Collected data entries
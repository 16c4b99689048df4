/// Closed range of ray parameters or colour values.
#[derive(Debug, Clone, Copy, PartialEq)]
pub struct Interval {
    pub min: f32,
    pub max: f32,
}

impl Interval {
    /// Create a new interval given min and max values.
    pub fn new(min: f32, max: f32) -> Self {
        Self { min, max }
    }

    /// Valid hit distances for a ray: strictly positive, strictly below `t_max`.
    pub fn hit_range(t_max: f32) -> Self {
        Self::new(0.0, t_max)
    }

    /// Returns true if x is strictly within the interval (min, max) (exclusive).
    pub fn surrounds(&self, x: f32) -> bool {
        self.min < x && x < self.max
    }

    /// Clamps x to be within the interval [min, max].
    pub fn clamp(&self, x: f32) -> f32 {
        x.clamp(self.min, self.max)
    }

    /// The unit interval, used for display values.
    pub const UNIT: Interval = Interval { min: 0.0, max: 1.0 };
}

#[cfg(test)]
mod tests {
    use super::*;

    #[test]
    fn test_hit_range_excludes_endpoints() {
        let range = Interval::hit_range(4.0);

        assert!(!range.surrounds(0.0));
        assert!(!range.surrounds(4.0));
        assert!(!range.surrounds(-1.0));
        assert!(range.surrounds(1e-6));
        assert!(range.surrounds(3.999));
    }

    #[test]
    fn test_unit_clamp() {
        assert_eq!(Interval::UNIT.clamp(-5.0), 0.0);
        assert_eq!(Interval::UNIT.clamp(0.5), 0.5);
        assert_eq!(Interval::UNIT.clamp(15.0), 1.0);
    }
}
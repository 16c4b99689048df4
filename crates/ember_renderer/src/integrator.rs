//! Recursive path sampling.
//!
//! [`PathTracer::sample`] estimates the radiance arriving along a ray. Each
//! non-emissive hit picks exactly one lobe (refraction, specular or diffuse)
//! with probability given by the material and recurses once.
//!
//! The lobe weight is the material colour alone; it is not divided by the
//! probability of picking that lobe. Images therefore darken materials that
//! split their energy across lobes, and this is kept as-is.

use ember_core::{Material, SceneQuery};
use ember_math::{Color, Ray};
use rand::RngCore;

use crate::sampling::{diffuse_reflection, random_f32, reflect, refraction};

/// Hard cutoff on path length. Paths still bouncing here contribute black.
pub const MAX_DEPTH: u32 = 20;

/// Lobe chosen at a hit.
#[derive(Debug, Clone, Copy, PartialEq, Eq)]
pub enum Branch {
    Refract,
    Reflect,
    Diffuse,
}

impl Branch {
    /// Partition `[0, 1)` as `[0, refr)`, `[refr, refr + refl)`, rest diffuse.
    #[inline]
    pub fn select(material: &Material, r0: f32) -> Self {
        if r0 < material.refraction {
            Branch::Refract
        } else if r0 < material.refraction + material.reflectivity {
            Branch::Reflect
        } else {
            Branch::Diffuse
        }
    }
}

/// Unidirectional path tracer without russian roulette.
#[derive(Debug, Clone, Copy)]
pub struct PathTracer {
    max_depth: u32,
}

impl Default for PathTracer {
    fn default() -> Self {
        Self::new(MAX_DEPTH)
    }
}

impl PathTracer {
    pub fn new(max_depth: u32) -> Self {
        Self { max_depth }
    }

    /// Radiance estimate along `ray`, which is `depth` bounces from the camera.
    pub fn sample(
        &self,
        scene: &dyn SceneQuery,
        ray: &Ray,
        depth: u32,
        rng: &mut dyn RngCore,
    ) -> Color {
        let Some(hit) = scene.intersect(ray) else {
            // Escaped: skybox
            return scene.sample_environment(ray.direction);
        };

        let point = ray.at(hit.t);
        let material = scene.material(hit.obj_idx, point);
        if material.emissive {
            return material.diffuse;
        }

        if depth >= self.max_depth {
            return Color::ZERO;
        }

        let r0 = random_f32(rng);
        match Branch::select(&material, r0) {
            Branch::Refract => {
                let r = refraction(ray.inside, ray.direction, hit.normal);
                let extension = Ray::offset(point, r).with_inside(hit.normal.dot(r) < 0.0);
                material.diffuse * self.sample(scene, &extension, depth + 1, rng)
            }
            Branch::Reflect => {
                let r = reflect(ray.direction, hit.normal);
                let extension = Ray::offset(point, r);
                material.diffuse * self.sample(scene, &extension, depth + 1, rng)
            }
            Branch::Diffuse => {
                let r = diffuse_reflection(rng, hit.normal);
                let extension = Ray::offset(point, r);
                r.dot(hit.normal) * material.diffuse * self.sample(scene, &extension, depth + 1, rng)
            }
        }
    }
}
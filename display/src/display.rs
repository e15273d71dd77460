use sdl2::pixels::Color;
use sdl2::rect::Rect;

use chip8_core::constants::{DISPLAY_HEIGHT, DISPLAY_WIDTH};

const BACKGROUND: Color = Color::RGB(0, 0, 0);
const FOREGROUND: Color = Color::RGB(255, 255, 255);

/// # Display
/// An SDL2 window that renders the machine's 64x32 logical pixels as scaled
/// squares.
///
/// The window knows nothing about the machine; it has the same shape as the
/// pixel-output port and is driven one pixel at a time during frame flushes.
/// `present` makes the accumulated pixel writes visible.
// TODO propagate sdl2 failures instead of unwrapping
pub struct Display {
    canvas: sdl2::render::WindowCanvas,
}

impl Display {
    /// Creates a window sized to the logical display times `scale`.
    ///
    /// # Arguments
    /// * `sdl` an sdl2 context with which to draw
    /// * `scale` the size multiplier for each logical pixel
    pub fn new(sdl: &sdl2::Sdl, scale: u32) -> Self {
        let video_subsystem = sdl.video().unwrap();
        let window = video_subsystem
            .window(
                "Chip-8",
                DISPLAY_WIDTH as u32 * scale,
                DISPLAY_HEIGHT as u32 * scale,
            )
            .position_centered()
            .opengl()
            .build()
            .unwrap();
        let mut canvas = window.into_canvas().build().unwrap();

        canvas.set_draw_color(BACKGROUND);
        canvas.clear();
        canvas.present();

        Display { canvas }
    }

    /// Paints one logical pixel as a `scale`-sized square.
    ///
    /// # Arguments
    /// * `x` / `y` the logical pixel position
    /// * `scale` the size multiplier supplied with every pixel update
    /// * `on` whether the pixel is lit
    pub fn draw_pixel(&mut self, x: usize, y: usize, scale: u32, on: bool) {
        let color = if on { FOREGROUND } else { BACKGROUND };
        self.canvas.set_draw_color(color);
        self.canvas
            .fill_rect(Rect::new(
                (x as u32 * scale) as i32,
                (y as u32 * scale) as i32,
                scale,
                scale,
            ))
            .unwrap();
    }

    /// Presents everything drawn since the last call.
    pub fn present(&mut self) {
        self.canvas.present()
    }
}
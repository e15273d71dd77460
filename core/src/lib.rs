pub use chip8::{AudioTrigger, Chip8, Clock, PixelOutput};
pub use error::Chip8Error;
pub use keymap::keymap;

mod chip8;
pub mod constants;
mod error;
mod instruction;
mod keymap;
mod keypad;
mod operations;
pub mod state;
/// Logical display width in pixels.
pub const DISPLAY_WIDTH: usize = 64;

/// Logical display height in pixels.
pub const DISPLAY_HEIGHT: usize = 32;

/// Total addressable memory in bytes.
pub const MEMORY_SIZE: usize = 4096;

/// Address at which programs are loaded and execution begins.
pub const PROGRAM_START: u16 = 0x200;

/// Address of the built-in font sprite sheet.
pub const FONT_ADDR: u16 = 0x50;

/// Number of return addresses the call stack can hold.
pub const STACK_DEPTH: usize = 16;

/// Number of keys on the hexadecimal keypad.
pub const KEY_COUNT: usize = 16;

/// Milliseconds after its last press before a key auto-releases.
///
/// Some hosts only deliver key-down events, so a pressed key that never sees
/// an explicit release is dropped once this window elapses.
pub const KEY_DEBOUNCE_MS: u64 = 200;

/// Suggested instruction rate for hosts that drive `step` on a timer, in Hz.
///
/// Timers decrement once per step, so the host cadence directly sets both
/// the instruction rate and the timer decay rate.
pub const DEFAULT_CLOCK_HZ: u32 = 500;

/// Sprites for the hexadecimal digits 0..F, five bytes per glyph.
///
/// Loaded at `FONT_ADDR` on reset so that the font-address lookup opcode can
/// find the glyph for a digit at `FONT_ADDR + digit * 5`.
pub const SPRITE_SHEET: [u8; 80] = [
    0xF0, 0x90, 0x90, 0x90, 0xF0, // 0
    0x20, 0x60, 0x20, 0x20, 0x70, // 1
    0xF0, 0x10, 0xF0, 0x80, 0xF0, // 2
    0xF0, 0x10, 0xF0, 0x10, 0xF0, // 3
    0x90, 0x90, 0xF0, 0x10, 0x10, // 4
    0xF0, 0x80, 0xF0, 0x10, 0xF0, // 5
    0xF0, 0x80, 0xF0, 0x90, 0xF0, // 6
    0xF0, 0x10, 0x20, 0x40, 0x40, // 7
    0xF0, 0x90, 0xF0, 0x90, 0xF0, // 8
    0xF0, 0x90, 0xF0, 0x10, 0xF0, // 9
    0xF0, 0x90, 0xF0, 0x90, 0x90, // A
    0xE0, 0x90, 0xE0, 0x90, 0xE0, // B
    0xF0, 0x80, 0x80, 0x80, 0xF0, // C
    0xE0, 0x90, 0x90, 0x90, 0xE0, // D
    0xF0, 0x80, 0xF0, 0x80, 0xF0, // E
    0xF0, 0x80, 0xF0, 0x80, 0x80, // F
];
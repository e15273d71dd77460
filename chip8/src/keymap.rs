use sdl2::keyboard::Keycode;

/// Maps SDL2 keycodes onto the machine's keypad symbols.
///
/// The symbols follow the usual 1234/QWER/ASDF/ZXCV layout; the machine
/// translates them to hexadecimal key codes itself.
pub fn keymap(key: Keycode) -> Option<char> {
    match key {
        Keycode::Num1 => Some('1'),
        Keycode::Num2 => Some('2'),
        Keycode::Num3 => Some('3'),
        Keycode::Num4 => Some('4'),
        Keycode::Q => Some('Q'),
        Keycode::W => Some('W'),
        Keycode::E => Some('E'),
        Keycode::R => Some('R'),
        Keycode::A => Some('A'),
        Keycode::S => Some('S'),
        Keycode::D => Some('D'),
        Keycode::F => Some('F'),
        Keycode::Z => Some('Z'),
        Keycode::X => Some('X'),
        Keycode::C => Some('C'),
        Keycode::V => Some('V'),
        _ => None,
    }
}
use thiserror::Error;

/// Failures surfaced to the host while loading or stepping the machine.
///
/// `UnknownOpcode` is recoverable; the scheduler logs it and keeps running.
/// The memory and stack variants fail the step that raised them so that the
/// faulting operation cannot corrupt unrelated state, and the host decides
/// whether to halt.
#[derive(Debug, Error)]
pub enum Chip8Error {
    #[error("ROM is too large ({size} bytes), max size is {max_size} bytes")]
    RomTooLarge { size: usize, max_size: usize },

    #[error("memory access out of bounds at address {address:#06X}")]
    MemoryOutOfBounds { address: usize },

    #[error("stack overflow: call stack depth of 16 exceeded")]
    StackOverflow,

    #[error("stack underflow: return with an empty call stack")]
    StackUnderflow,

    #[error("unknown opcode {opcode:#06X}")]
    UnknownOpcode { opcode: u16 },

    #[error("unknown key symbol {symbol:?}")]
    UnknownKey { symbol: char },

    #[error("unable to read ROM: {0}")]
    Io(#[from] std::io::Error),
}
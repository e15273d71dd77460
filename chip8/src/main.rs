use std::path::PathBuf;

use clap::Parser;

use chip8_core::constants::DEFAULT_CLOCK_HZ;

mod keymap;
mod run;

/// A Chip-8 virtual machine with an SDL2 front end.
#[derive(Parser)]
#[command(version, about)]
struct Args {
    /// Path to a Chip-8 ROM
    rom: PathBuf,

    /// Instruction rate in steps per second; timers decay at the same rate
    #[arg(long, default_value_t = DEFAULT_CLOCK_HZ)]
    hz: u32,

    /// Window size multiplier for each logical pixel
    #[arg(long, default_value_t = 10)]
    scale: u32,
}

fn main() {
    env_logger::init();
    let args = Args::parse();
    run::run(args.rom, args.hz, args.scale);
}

§ Exercise description: For the word "hosts", show every line of the entries that holds it.

§ Exercise result:
/// Some hosts only deliver key-down events, so a pressed key that never sees
/// Suggested instruction rate for hosts that drive `step` on a timer, in Hz.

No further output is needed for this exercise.